After six years of being locked out, journalists are allowed to enter Venezuela's National Assembly
Since 2009, Venezuela's National Assembly chamber had been closed to journalists during sessions. That changed on Jan. 5 when, after a six-year absence, media workers from national and international press outlets were allowed inside to cover the swearing in of members of the country's new legislative body.
Henry Ramos Allup, the new president of the Assembly, "welcomed the media with a cry of 'Open doors!" to the applause of the communications workers," reported Venezuelan digital news portal RunRun.Es.
Reporters, photographers and camera operators watched from an ornate chamber balcony as members of opposition parties were sworn in and became the majority in the National Assembly for the first time in more than 15 years.
Since 1999, when Venezuelan President Hugo Chávez was elected to office and started his socialist Bolivaran revolution, there has been a contentious relationship between the government and critical media and journalists. That pattern continued with successor Nicolas Maduro. Over the years, government ownership of traditional outlets has spread. Media outlets have reported challenges including lack of access to information, a dearth of resources and pressures that lead to self-censorship.
But, in December 2015, Maduro’s United Socialist Party of Venezuela party lost a majority to opposition parties in the country’s legislative body and journalists started to hope that it might symbolize the beginning of an era of greater press freedom in their country.
Two days ahead of the new National Assembly session, the National Association of Journalists (CNP for its acronym in Spanish) in Venezuela published an optimistic letter on its site looking forward to the new legislature that “has the duty to enforce the constitution and re-open the doors of the Chambers to journalists.”

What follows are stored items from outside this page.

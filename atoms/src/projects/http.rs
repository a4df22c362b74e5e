use aws_sdk_dynamodb::Client as DynamoClient;
use lambda_http::{http::StatusCode, Body, Error, Response};

use super::model::CreateProjectPayload;
use super::service;
use crate::error::{error_response, ApiError};

/// POST /projects
pub async fn create_project(
    client: &DynamoClient,
    table_name: &str,
    body: &[u8],
) -> Result<Response<Body>, Error> {
    let req: CreateProjectPayload = match serde_json::from_slice(body) {
        Ok(p) => p,
        Err(e) => return error_response(&ApiError::Validation(format!("Invalid body: {}", e))),
    };

    let project = match service::create_project(client, table_name, req).await {
        Ok(p) => p,
        Err(e) => return error_response(&e),
    };

    Ok(Response::builder()
        .status(StatusCode::OK)
        .header("Content-Type", "application/json")
        .header("Access-Control-Allow-Origin", "*")
        .body(serde_json::to_string(&project)?.into())
        .map_err(Box::new)?)
}

/// GET /projects
pub async fn list_projects(
    client: &DynamoClient,
    table_name: &str,
) -> Result<Response<Body>, Error> {
    let projects = match service::list_projects(client, table_name).await {
        Ok(p) => p,
        Err(e) => return error_response(&e),
    };

    Ok(Response::builder()
        .status(StatusCode::OK)
        .header("Content-Type", "application/json")
        .header("Access-Control-Allow-Origin", "*")
        .body(serde_json::to_string(&projects)?.into())
        .map_err(Box::new)?)
}

/// GET /projects/{id}
pub async fn get_project(
    client: &DynamoClient,
    table_name: &str,
    project_id: &str,
) -> Result<Response<Body>, Error> {
    let project = match service::get_project(client, table_name, project_id).await {
        Ok(p) => p,
        Err(e) => return error_response(&e),
    };

    Ok(Response::builder()
        .status(StatusCode::OK)
        .header("Content-Type", "application/json")
        .header("Access-Control-Allow-Origin", "*")
        .body(serde_json::to_string(&project)?.into())
        .map_err(Box::new)?)
}

/// PUT /projects/{id}
pub async fn update_project(
    client: &DynamoClient,
    table_name: &str,
    project_id: &str,
    body: &[u8],
) -> Result<Response<Body>, Error> {
    let req: CreateProjectPayload = match serde_json::from_slice(body) {
        Ok(p) => p,
        Err(e) => return error_response(&ApiError::Validation(format!("Invalid body: {}", e))),
    };

    let project = match service::update_project(client, table_name, project_id, req).await {
        Ok(p) => p,
        Err(e) => return error_response(&e),
    };

    Ok(Response::builder()
        .status(StatusCode::OK)
        .header("Content-Type", "application/json")
        .header("Access-Control-Allow-Origin", "*")
        .body(serde_json::to_string(&project)?.into())
        .map_err(Box::new)?)
}

/// DELETE /projects/{id}
pub async fn delete_project(
    client: &DynamoClient,
    table_name: &str,
    project_id: &str,
) -> Result<Response<Body>, Error> {
    if let Err(e) = service::delete_project(client, table_name, project_id).await {
        return error_response(&e);
    }

    Ok(Response::builder()
        .status(StatusCode::NO_CONTENT)
        .header("Access-Control-Allow-Origin", "*")
        .body(Body::Empty)
        .map_err(Box::new)?)
}
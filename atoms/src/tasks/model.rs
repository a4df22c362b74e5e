use serde::{Deserialize, Serialize};

/// Task board columns. Transitions are free-form within this closed set -
/// there is deliberately no forward-only ordering between them.
#[derive(Debug, Clone, Copy, PartialEq, Eq, Serialize, Deserialize)]
pub enum TaskStatus {
    #[serde(rename = "To-Do")]
    ToDo,
    #[serde(rename = "In Progress")]
    InProgress,
    #[serde(rename = "In Review")]
    InReview,
    #[serde(rename = "Done")]
    Done,
}

impl TaskStatus {
    pub fn as_str(&self) -> &'static str {
        match self {
            TaskStatus::ToDo => "To-Do",
            TaskStatus::InProgress => "In Progress",
            TaskStatus::InReview => "In Review",
            TaskStatus::Done => "Done",
        }
    }

    pub fn parse(s: &str) -> Option<TaskStatus> {
        match s {
            "To-Do" => Some(TaskStatus::ToDo),
            "In Progress" => Some(TaskStatus::InProgress),
            "In Review" => Some(TaskStatus::InReview),
            "Done" => Some(TaskStatus::Done),
            _ => None,
        }
    }
}

#[derive(Debug, Clone, Copy, PartialEq, Eq, Serialize, Deserialize)]
pub enum TaskPriority {
    Low,
    Medium,
    High,
    Critical,
}

impl TaskPriority {
    pub fn as_str(&self) -> &'static str {
        match self {
            TaskPriority::Low => "Low",
            TaskPriority::Medium => "Medium",
            TaskPriority::High => "High",
            TaskPriority::Critical => "Critical",
        }
    }

    pub fn parse(s: &str) -> Option<TaskPriority> {
        match s {
            "Low" => Some(TaskPriority::Low),
            "Medium" => Some(TaskPriority::Medium),
            "High" => Some(TaskPriority::High),
            "Critical" => Some(TaskPriority::Critical),
            _ => None,
        }
    }
}

#[derive(Debug, Serialize, Deserialize, Clone)]
pub struct Task {
    pub task_id: String,
    pub project_id: String,
    pub title: String,
    pub description: String,
    pub status: TaskStatus,
    pub priority: TaskPriority,
    pub assignee_id: Option<String>,
    /// Provenance string: "Admin: {email}" for manual creation,
    /// "Generated by AI (Admin: {email})" for synthesized tasks.
    pub creator: String,
    /// The approval gate. A developer cannot see or act on a task until an
    /// admin has flipped this.
    pub is_approved: bool,
    pub created_at: String,
    pub updated_at: String,
}

#[derive(Debug, Deserialize)]
pub struct CreateTaskPayload {
    pub project_id: String,
    pub title: String,
    pub description: String,
    #[serde(default)]
    pub priority: Option<TaskPriority>,
    #[serde(default)]
    pub assignee_id: Option<String>,
}

#[derive(Debug, Deserialize)]
pub struct UpdateStatusPayload {
    pub status: TaskStatus,
}

#[cfg(test)]
mod tests {
    use super::*;

    #[test]
    fn status_wire_values_match_the_board_labels() {
        assert_eq!(
            serde_json::to_string(&TaskStatus::ToDo).unwrap(),
            "\"To-Do\""
        );
        assert_eq!(
            serde_json::to_string(&TaskStatus::InProgress).unwrap(),
            "\"In Progress\""
        );
        let parsed: TaskStatus = serde_json::from_str("\"In Review\"").unwrap();
        assert_eq!(parsed, TaskStatus::InReview);
        assert!(serde_json::from_str::<TaskStatus>("\"Shipped\"").is_err());
    }

    #[test]
    fn status_parse_mirrors_serde_names() {
        for status in [
            TaskStatus::ToDo,
            TaskStatus::InProgress,
            TaskStatus::InReview,
            TaskStatus::Done,
        ] {
            assert_eq!(TaskStatus::parse(status.as_str()), Some(status));
        }
        assert_eq!(TaskStatus::parse("todo"), None);
    }

    #[test]
    fn priority_parse_mirrors_serde_names() {
        for priority in [
            TaskPriority::Low,
            TaskPriority::Medium,
            TaskPriority::High,
            TaskPriority::Critical,
        ] {
            assert_eq!(TaskPriority::parse(priority.as_str()), Some(priority));
        }
        assert_eq!(TaskPriority::parse("urgent"), None);
    }

    #[test]
    fn create_payload_priority_and_assignee_are_optional() {
        let payload: CreateTaskPayload = serde_json::from_str(
            r#"{"project_id": "p-1", "title": "Wire login", "description": "OIDC flow"}"#,
        )
        .unwrap();
        assert!(payload.priority.is_none());
        assert!(payload.assignee_id.is_none());
    }
}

CNP National Vice President Nikary González said it would be a first step to regaining freedom of expression in the country, since the National Assembly can address related issues like access to public information, regulation of radio and television and misuse of state media.
González also called attention to self-censorship of private media, the need for inclusiveness in public media and the controversial Communications Law of Popular Power. The National Assembly approved the law shortly after the legislative elections and the end of the session. Critics said it was contrary to pluralism and that communications-related organizations were not consulted.
Ahead of the start of the new Assembly session, the National Union of Press Workers (SNTP for its acronym in Spanish) called for many of the actions requested by the CNP and asked for the repeal of specific articles that it said “had violated freedom of expression and right to information.” According to the organization, they involve restricting television transmission of Assembly sessions and of journalists’ entry to the chamber.
Come induction day, some of the journalists' hopes came to fruition as they were permitted to enter the Assembly chamber. Additionally, ABC News reported that “state TV broadcast interviews with the opposition political leaders.”
During the day, supporters of the socialist and opposition parties rallied around their political leaders in the areas surrounding the government building. Some socialist leaders left the Assembly after claiming the majority violated assembly rules concerning speaking, according to TeleSUR.
Venezuelans also watched the changing of the guard online and some celebrated on Twitter with the hashtag #ElCambioComienzaHoy (#ChangeStartsToday) and memes and photos of the new and old legislative members.
Twitter users also posted photos of a chamber balcony filled with media members aside the hashtag #PrensaLibreEnAN (#FreePressInNA). According to Expresión Libre, a coalition of journalists previously campaigned via social media with the hashtag for the entrance of journalists to the National Assembly.
But in some social media circles, an alarming photo started to surface. Eduardo Ríos, a reporter at web portal La Patilla was severely beaten in downtown Caracas near the National Assembly building and independent journalist Antonio Posteraro was also attacked, according to freedom of expression organization Espacio Público. The organization said the attackers were members of “collective groups.” The term refers to pro-government groups that are known for sometimes using violence.
In another event, supporters of the opposition harassed Vladimir Carrillo, a reporter for state-owned TeleSUR, and prevented him from doing his job, according to digital news outlet Efecto Cocuyo.
At both incidents, media workers from different outlets came to the journalists’ aid, Efecto Cocuyo reported.
Along with the political changes the new National Assembly brings to the country, Venezuelan journalists are eager to see if the new legislators will also bring significant advances for freedom of expression and the press.